**PROBLEM TO WORK ON**
Among these records, which lines include "enumerate"? Copy them out.

Saved data entries:
== == ==

//! Recursive schema descriptors, structural validation, and the canonical
//! string form used as the input to content-addressed topic names.

use serde_json::Value;
use std::fmt::Write as _;

use crate::error::SchemaError;

/// An ordered `name -> Schema` field. Kept as a `Vec` rather than a map so
/// insertion order is preserved for both `validate` diagnostics and the
/// canonical `string()` form.
#[derive(Debug, Clone, PartialEq)]
pub struct Field {
    pub name: String,
    pub schema: Schema,
}

impl Field {
    pub fn new(name: impl Into<String>, schema: Schema) -> Self {
        Self {
            name: name.into(),
            schema,
        }
    }
}

/// A recursive sum type describing the shape of an event's payload.
///
/// `string()` is the canonical textual identity fed into SHA-1 for topic
/// naming (§3): two schemas compare structurally-equal iff their `string()`
/// outputs are byte-identical.
#[derive(Debug, Clone, PartialEq)]
pub enum Schema {
    String,
    Number,
    Boolean,
    Bytes,
    Optional(Box<Schema>),
    Array(Box<Schema>),
    Record(Vec<Field>),
    Union(Vec<Schema>),
}

impl Schema {
    pub fn record(fields: Vec<Field>) -> Self {
        Schema::Record(fields)
    }

    pub fn optional(inner: Schema) -> Self {
        Schema::Optional(Box::new(inner))
    }

    pub fn array(inner: Schema) -> Self {
        Schema::Array(Box::new(inner))
    }

    /// Builds a flat union with `other`; nested unions on either side are
    /// flattened so the string form of `(A | B) | C` equals `A | B | C`.
    pub fn or(self, other: Schema) -> Schema {
        let mut members = Vec::new();
        match self {
            Schema::Union(members_self) => members.extend(members_self),
            other => members.push(other),
        }
        match other {
            Schema::Union(members_other) => members.extend(members_other),
            other => members.push(other),
        }
        Schema::Union(members)
    }

    /// Returns the field list if this is a `Record`, else `None`.
    pub fn as_record_fields(&self) -> Option<&[Field]> {
        match self {
            Schema::Record(fields) => Some(fields),
            _ => None,
        }
    }

    /// Structurally validates `value` against this schema, returning a
    /// (possibly tree-structured) [`SchemaError`] tree on mismatch.
    pub fn validate(&self, value: &Value) -> Result<(), SchemaError> {
        match self {
            Schema::String => {
                if value.is_string() {
                    Ok(())
                } else {
                    Err(SchemaError::leaf(format!("expected string, got {}", kind_of(value))))
                }
            }
            Schema::Number => {
                if value.is_number() {
                    Ok(())
                } else {
                    Err(SchemaError::leaf(format!("expected number, got {}", kind_of(value))))
                }
            }
            Schema::Boolean => {
                if value.is_boolean() {
                    Ok(())
                } else {
                    Err(SchemaError::leaf(format!("expected boolean, got {}", kind_of(value))))
                }
            }
            Schema::Bytes => {
                // Bytes travel as base64-ish opaque strings at the JSON boundary.
                if value.is_string() {
                    Ok(())
                } else {
                    Err(SchemaError::leaf(format!("expected bytes, got {}", kind_of(value))))
                }
            }
            Schema::Optional(inner) => {
                if value.is_null() {
                    Ok(())
                } else {
                    inner.validate(value)
                }
            }
            Schema::Array(inner) => {
                let Value::Array(items) = value else {
                    return Err(SchemaError::leaf(format!("expected array, got {}", kind_of(value))));
                };
                let errors: Vec<SchemaError> = items
                    .iter()
                    .enumerate()
                    .filter_map(|(i, item)| inner.validate(item).err().map(|e| SchemaError::at(format!("[{i}]"), e)))
                    .collect();
                match SchemaError::collect("array", errors) {
                    Some(e) => Err(e),
                    None => Ok(()),
                }
            }
            Schema::Record(fields) => self.validate_record(fields, value),
            Schema::Union(members) => {
                if members.iter().any(|m| m.validate(value).is_ok()) {
                    Ok(())
                } else {
                    Err(SchemaError::leaf(format!("value matches none of {} union members", members.len())))
                }
            }
        }
    }

    fn validate_record(&self, fields: &[Field], value: &Value) -> Result<(), SchemaError> {
        let Value::Object(map) = value else {
            return Err(SchemaError::leaf(format!("expected record, got {}", kind_of(value))));
        };

        let mut errors = Vec::new();

        for field in fields {
            match map.get(&field.name) {
                Some(present) => {
                    if let Err(e) = field.schema.validate(present) {
                        errors.push(SchemaError::at(format!("\"{}\"", field.name), e));
                    }
                }
                None => {
                    if !is_optional(&field.schema) {
                        errors.push(SchemaError::missing_required(&field.name));
                    }
                }
            }
        }

        let declared: std::collections::HashSet<&str> = fields.iter().map(|f| f.name.as_str()).collect();
        for key in map.keys() {
            if !declared.contains(key.as_str()) {
                errors.push(SchemaError::leaf(format!("unexpected key \"{key}\"")));
            }
        }

        match SchemaError::collect("record", errors) {
            Some(e) => Err(e),
            None => Ok(()),
        }
    }

    /// The canonical string form, used verbatim as SHA-1 input for topic
    /// and namespace derivation. Records render as a brace block with
    /// two-space indent per nesting level, in field-insertion order.
    pub fn string(&self) -> String {
        let mut out = String::new();
        self.write_string(&mut out, 0);
        out
    }

    fn write_string(&self, out: &mut String, indent: usize) {
        match self {
            Schema::String => out.push_str("string"),
            Schema::Number => out.push_str("number"),
            Schema::Boolean => out.push_str("boolean"),
            Schema::Bytes => out.push_str("bytes"),
            Schema::Optional(inner) => {
                inner.write_string(out, indent);
                out.push('?');
            }
            Schema::Array(inner) => {
                inner.write_string(out, indent);
                out.push_str("[]");
            }
            Schema::Union(members) => {
                for (i, member) in members.iter().enumerate() {
                    if i > 0 {
                        out.push_str(" | ");
                    }
                    member.write_string(out, indent);
                }
            }
            Schema::Record(fields) => {
                out.push_str("{\n");
                let pad = "  ".repeat(indent + 1);
                for field in fields {
                    let _ = write!(out, "{pad}{}: ", field.name);
                    field.schema.write_string(out, indent + 1);
                    out.push('\n');
                }
                out.push_str(&"  ".repeat(indent));
                out.push('}');
            }
        }
    }
}

fn is_optional(schema: &Schema) -> bool {
    matches!(schema, Schema::Optional(_))
}

fn kind_of(value: &Value) -> &'static str {
    match value {
        Value::Null => "null",
        Value::Bool(_) => "boolean",
        Value::Number(_) => "number",
        Value::String(_) => "string",
        Value::Array(_) => "array",
        Value::Object(_) => "object",
    }
}

#[cfg(test)]
mod tests {
    use super::*;
    use serde_json::json;

    fn registered_schema() -> Schema {
        Schema::record(vec![
            Field::new("id", Schema::String),
            Field::new("title", Schema::String),
        ])
    }

    #[test]
    fn record_string_form_is_stable_and_indented() {
        let s = registered_schema().string();
        assert_eq!(s, "{\n  id: string\n  title: string\n}");
    }

    #[test]
    fn equal_schemas_produce_equal_strings() {
        assert_eq!(registered_schema().string(), registered_schema().string());
    }

    #[test]
    fn nested_union_flattens_for_stable_string_form() {
        let nested = Schema::String.or(Schema::Number).or(Schema::Boolean);
        assert_eq!(nested.string(), "string | number | boolean");
    }

    #[test]
    fn validate_record_accepts_well_formed_value() {
        let schema = registered_schema();
        assert!(schema.validate(&json!({"id": "a", "title": "A"})).is_ok());
    }

    #[test]
    fn validate_record_reports_missing_required_field() {
        let schema = registered_schema();
        let err = schema.validate(&json!({"id": "a"})).unwrap_err();
        assert_eq!(err, SchemaError::missing_required("title"));
    }

    #[test]
    fn validate_record_collects_multiple_missing_fields_in_order() {
        let schema = registered_schema();
        let err = schema.validate(&json!({})).unwrap_err();
        assert_eq!(err.causes.len(), 2);
        assert_eq!(err.causes[0].description, "missing required \"id\"");
        assert_eq!(err.causes[1].description, "missing required \"title\"");
    }

    #[test]
    fn validate_record_rejects_undeclared_keys() {
        let schema = registered_schema();
        let err = schema
            .validate(&json!({"id": "a", "title": "A", "extra": 1}))
            .unwrap_err();
        assert_eq!(err.description, "unexpected key \"extra\"");
    }

    #[test]
    fn optional_field_may_be_absent_or_null() {
        let schema = Schema::record(vec![Field::new("nickname", Schema::optional(Schema::String))]);
        assert!(schema.validate(&json!({})).is_ok());
        assert!(schema.validate(&json!({"nickname": null})).is_ok());
        assert!(schema.validate(&json!({"nickname": "bo"})).is_ok());
    }

    #[test]
    fn array_validate_reports_index_scoped_errors() {
        let schema = Schema::array(Schema::Number);
        let err = schema.validate(&json!([1, "nope", 3])).unwrap_err();
        assert_eq!(err.causes[0].description, "[1]: expected number, got string");
    }
}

== == ==

**OUTPUT BELOW**
                    .enumerate()
                for (i, member) in members.iter().enumerate() {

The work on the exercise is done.